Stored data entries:
== Segment start ==

//! Normalised train offers.
//!
//! A `TrainOffer` is one train from a search result with its seat classes
//! and fares. Availability and the cheapest fare are derived from the
//! tariffs, never stored.

use chrono::{Duration, NaiveDateTime};

use super::Price;

/// Format used when showing clock times to users.
const CLOCK_FORMAT: &str = "%H:%M";

/// Format used when showing travel dates to users.
const DATE_FORMAT: &str = "%d.%m.%Y";

/// One fare within a car class (e.g. "1В" business, "2Е" economy).
#[derive(Debug, Clone, PartialEq, Eq)]
pub struct FareTariff {
    /// Provider sub-class label.
    pub class: String,
    /// Free seats sold at this fare.
    pub free_seats: u32,
    /// Fare price.
    pub price: Price,
}

impl FareTariff {
    pub fn is_available(&self) -> bool {
        self.free_seats > 0
    }
}

/// A car class on a train (e.g. seated, sleeper, compartment).
#[derive(Debug, Clone, PartialEq, Eq)]
pub struct CarOffer {
    /// Seat-class label as the provider names it.
    pub seat_class: String,
    /// Free seats across the whole car class.
    pub free_seats: u32,
    /// Fares offered in this car class.
    pub tariffs: Vec<FareTariff>,
}

/// A train found by a search.
#[derive(Debug, Clone, PartialEq, Eq)]
pub struct TrainOffer {
    /// Carrier brand (e.g. "Afrosiyob", "Sharq").
    pub brand: String,
    /// Train number (e.g. "778Ф").
    pub number: String,
    /// Provider rolling-stock code (e.g. "СКРСТ").
    pub train_type: String,
    /// Scheduled departure from the searched origin.
    pub departure: NaiveDateTime,
    /// Scheduled arrival at the searched destination.
    pub arrival: NaiveDateTime,
    /// Travel time as the provider reports it ("HH:MM").
    pub time_on_way: String,
    /// Display name of the searched origin.
    pub origin_name: String,
    /// Display name of the searched destination.
    pub destination_name: String,
    /// First station of the whole route.
    pub route_origin: String,
    /// Last station of the whole route.
    pub route_destination: String,
    /// Car classes with fares.
    pub cars: Vec<CarOffer>,
    /// Free-form provider note, rarely set.
    pub comment: Option<String>,
}

impl TrainOffer {
    /// Elapsed time between scheduled departure and arrival.
    pub fn duration(&self) -> Duration {
        self.arrival - self.departure
    }

    /// True iff at least one tariff in any car has a free seat.
    pub fn has_available_seats(&self) -> bool {
        self.available_tariffs().next().is_some()
    }

    /// Cheapest fare among tariffs with free seats.
    pub fn min_price(&self) -> Option<Price> {
        self.available_tariffs().map(|t| t.price).min()
    }

    /// Sum of the car-level free seat counts.
    pub fn total_free_seats(&self) -> u32 {
        self.cars.iter().map(|c| c.free_seats).sum()
    }

    /// Departure clock time, "HH:MM".
    pub fn departure_clock(&self) -> String {
        self.departure.format(CLOCK_FORMAT).to_string()
    }

    /// Arrival clock time, "HH:MM".
    pub fn arrival_clock(&self) -> String {
        self.arrival.format(CLOCK_FORMAT).to_string()
    }

    /// Departure date, "DD.MM.YYYY".
    pub fn travel_date(&self) -> String {
        self.departure.format(DATE_FORMAT).to_string()
    }

    fn available_tariffs(&self) -> impl Iterator<Item = &FareTariff> {
        self.cars
            .iter()
            .flat_map(|c| c.tariffs.iter())
            .filter(|t| t.is_available())
    }
}

#[cfg(test)]
pub(crate) mod fixtures {
    use super::*;
    use chrono::NaiveDate;

    pub fn tariff(class: &str, free_seats: u32, price: u64) -> FareTariff {
        FareTariff {
            class: class.to_string(),
            free_seats,
            price: Price::new(price),
        }
    }

    pub fn car(seat_class: &str, free_seats: u32, tariffs: Vec<FareTariff>) -> CarOffer {
        CarOffer {
            seat_class: seat_class.to_string(),
            free_seats,
            tariffs,
        }
    }

    pub fn offer(cars: Vec<CarOffer>) -> TrainOffer {
        let date = NaiveDate::from_ymd_opt(2025, 9, 2).unwrap();
        TrainOffer {
            brand: "Afrosiyob".to_string(),
            number: "778Ф".to_string(),
            train_type: "СКРСТ".to_string(),
            departure: date.and_hms_opt(6, 3, 0).unwrap(),
            arrival: date.and_hms_opt(8, 21, 0).unwrap(),
            time_on_way: "02:18".to_string(),
            origin_name: "TOSHKENT".to_string(),
            destination_name: "SAMARQAND".to_string(),
            route_origin: "Toshkent Markaziy".to_string(),
            route_destination: "Buxoro".to_string(),
            cars,
            comment: None,
        }
    }
}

== Segment end ==

▶ **What you need to do**
Look above for the line that contains "pub struct FareTariff". Starting there, transcribe every line exactly until you have copied the line that contains "pub fn is_available(&self)".

▶ **Exercise solution**
pub struct FareTariff {
    /// Provider sub-class label.
    pub class: String,
    /// Free seats sold at this fare.
    pub free_seats: u32,
    /// Fare price.
    pub price: Price,
}

impl FareTariff {
    pub fn is_available(&self) -> bool {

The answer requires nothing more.